Thursday, January 24, 2008

Volatility and contrarianism

So volatility is back. The most interesting aspect of it is the extent to which it has affected my colleagues' temperaments. Where they were normally quite fundamental and balanced in their approach, now they have become very short termist and somewhat deterministic. I find it rather amusing actually. One fund manager I work with, and I actually have a lot of respect for, has now taken to storming around the office announcing the "R" word at every opportunity. "It is no longer a case of if but when and how bad". "What is the downside?". "How defensive is the stock?"

While I do not have a problem with doing macro, or having a macro view, I cannot help but think that the sudden change of view of my colleagues towards outright bearishness is little reactive and one-sided. There seems to be an assumption that the market is somehow mispriced. It is almost like there is a belief that the only way is down, as the shift out of cyclicals into defensives continues indefinitely. Yet I do not see any reason to make this assumption. Sure the macro outlook is not very good and no doubt there is a high chance that the US economy will experience some sort of recession this year (www.intrade.com recently put the odds at around 70%). But the market has already priced in at least a mild recession. So unless you believe it is going to be really bad, I do not see much reason to disagree with what the market is currently pricing.

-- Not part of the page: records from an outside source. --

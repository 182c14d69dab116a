/// Binary operator evaluation logic.
///
/// Handles arithmetic and comparisons between numbers and booleans.
pub mod binary;

/// Core evaluation logic and context management.
///
/// Contains the main evaluation engine, the per-run context and statement
/// dispatch.
pub mod core;

/// Evaluation of `if` statements.
pub mod conditional;

/// Evaluation of `while` statements.
///
/// Runs the body while the condition holds, never more than the iteration
/// cap.
pub mod while_loop;

/// Evaluation of `for` statements.
///
/// Runs the body a clamped number of times and recovers from faults in the
/// body.
pub mod for_loop;

/// Utility functions for evaluation.
///
/// Provides truthiness coercion and other helpers shared by evaluation logic.
pub mod utils;
use std::iter::Peekable;

use crate::{
    ast::Expr,
    error::ParseError,
    interpreter::{
        lexer::{Token, TokenKind},
        parser::{
            core::{ParseResult, parse_expression},
            utils::{expect, unexpected},
        },
    },
};

/// Parses a primary (atomic) expression.
///
/// Grammar:
/// ```text
///     primary := NUMBER
///              | "(" expression ")"
/// ```
/// # Parameters
/// - `tokens`: Token stream positioned at the start of a primary expression.
/// - `line`: Line of the previous token.
///
/// # Returns
/// An [`Expr::Number`] or [`Expr::Group`].
///
/// # Errors
/// Returns a `ParseError` if the next token starts no expression or the
/// input ends.
pub fn parse_primary<'src, I>(tokens: &mut Peekable<I>, line: usize) -> ParseResult<Expr>
    where I: Iterator<Item = Token<'src>>
{
    match tokens.next() {
        Some(Token { kind: TokenKind::Number,
                     literal: Some(value),
                     line,
                     .. }) => Ok(Expr::Number { value, line }),
        Some(Token { kind: TokenKind::LParen,
                     line,
                     .. }) => parse_grouping(tokens, line),
        Some(token) => Err(unexpected(&token)),
        None => Err(ParseError::UnexpectedEndOfInput { line }),
    }
}

/// Parses the rest of a parenthesized expression.
///
/// Grammar `grouping := "(" expression ")"`
///
/// # Parameters
/// - `tokens`: Token stream positioned right after `(`.
/// - `line`: Line of the `(`.
///
/// # Returns
/// An [`Expr::Group`] wrapping the inner expression.
fn parse_grouping<'src, I>(tokens: &mut Peekable<I>, line: usize) -> ParseResult<Expr>
    where I: Iterator<Item = Token<'src>>
{
    let expr = parse_expression(tokens, line)?;
    expect(tokens, TokenKind::RParen, expr.line_number())?;

    Ok(Expr::Group { expr: Box::new(expr),
                     line })
}
use std::iter::Peekable;

use crate::{
    ast::Statement,
    error::ParseError,
    interpreter::{
        lexer::{Token, TokenKind},
        parser::{
            core::{ParseResult, parse_expression},
            utils::{expect, unexpected},
        },
    },
};

/// Parses a single statement.
///
/// A statement may be one of:
/// - an `if` statement,
/// - a `while` statement,
/// - a `for` statement,
/// - an expression used as a statement.
///
/// The leading keyword decides; without one, the input is parsed as an
/// expression statement.
///
/// # Parameters
/// - `tokens`: Lazy token stream.
/// - `line`: Line of the previous token.
///
/// # Returns
/// A parsed [`Statement`] node.
pub fn parse_statement<'src, I>(tokens: &mut Peekable<I>, line: usize) -> ParseResult<Statement>
    where I: Iterator<Item = Token<'src>>
{
    match tokens.peek() {
        Some(Token { kind: TokenKind::If, .. }) => parse_if_statement(tokens),
        Some(Token { kind: TokenKind::While,
                     .. }) => parse_while_statement(tokens),
        Some(Token { kind: TokenKind::For, .. }) => parse_for_statement(tokens),
        Some(token) => {
            let line = token.line;
            let expr = parse_expression(tokens, line)?;
            Ok(Statement::Expression { expr, line })
        },
        None => Err(ParseError::UnexpectedEndOfInput { line }),
    }
}

/// Parses an `if` statement. Both branches are mandatory.
///
/// Grammar:
/// ```text
///     if_statement := IF "(" expression ")" THEN statement ELSE statement
/// ```
/// # Errors
/// Returns a `ParseError` if any keyword or parenthesis is missing, or a
/// nested expression or statement fails to parse.
fn parse_if_statement<'src, I>(tokens: &mut Peekable<I>) -> ParseResult<Statement>
    where I: Iterator<Item = Token<'src>>
{
    let line = expect(tokens, TokenKind::If, 1)?.line;

    let open = expect(tokens, TokenKind::LParen, line)?;
    let condition = parse_expression(tokens, open.line)?;
    let close = expect(tokens, TokenKind::RParen, condition.line_number())?;
    let then = expect(tokens, TokenKind::Then, close.line)?;

    let then_branch = parse_statement(tokens, then.line)?;
    let otherwise = expect(tokens, TokenKind::Else, then_branch.line_number())?;
    let else_branch = parse_statement(tokens, otherwise.line)?;

    Ok(Statement::If { condition,
                       then_branch: Box::new(then_branch),
                       else_branch: Box::new(else_branch),
                       line })
}

/// Parses a `while` statement.
///
/// Grammar:
/// ```text
///     while_statement := WHILE "(" expression ")" DO statement
/// ```
/// # Errors
/// Returns a `ParseError` if any keyword or parenthesis is missing, or the
/// condition or body fails to parse.
fn parse_while_statement<'src, I>(tokens: &mut Peekable<I>) -> ParseResult<Statement>
    where I: Iterator<Item = Token<'src>>
{
    let line = expect(tokens, TokenKind::While, 1)?.line;

    let open = expect(tokens, TokenKind::LParen, line)?;
    let condition = parse_expression(tokens, open.line)?;
    let close = expect(tokens, TokenKind::RParen, condition.line_number())?;
    let keyword = expect(tokens, TokenKind::Do, close.line)?;

    let body = parse_statement(tokens, keyword.line)?;

    Ok(Statement::While { condition,
                          body: Box::new(body),
                          line })
}

/// Parses a `for` statement.
///
/// The bound must be a number literal; the loop variable is recorded but the
/// body cannot refer to it.
///
/// Grammar:
/// ```text
///     for_statement := FOR ID IN RANGE "(" NUMBER ")" DO statement
/// ```
/// # Errors
/// Returns a `ParseError` if:
/// - the loop variable is missing,
/// - `in`, `range`, a parenthesis or `do` is missing,
/// - the bound is not a number literal,
/// - the body fails to parse.
fn parse_for_statement<'src, I>(tokens: &mut Peekable<I>) -> ParseResult<Statement>
    where I: Iterator<Item = Token<'src>>
{
    let line = expect(tokens, TokenKind::For, 1)?.line;

    let variable = expect(tokens, TokenKind::Identifier, line)?;
    let keyword_in = expect(tokens, TokenKind::In, variable.line)?;
    let keyword_range = expect(tokens, TokenKind::Range, keyword_in.line)?;
    let open = expect(tokens, TokenKind::LParen, keyword_range.line)?;

    let number = expect(tokens, TokenKind::Number, open.line)?;
    let bound = number.literal.ok_or_else(|| unexpected(&number))?;

    let close = expect(tokens, TokenKind::RParen, number.line)?;
    let keyword_do = expect(tokens, TokenKind::Do, close.line)?;

    let body = parse_statement(tokens, keyword_do.line)?;

    Ok(Statement::For { variable: variable.lexeme.to_string(),
                        bound,
                        body: Box::new(body),
                        line })
}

The other issue is methodological. I recently had an interesting discussion with the aforementioned fund manager, one who is usually very contrarian, in which I challenged his macro view by suggesting that it wasn't contrarian enough. He responded by saying that one cannot be contrarian on the economy. Now this is where I disagree. For me the key issue in times such as these is to avoid the perils of deterministic thinking. To my mind, this fund manager has simply taken his view on the economy and applied a 100% probability to it. All he is really interested in is the downside that stocks have. There is no mention of the upside at all. But what happens if we don't have a recession? What happens if this another false positive? What happens under that 30% chance of a recovery and turnaround? I believe that the contrarian approach in the current market is to focus on both outcomes. Therefore I am trying to find stocks that have some defensive qualities but also have the ability to outperform in a recovery. Only then can one be sure to take on positive expected value trades.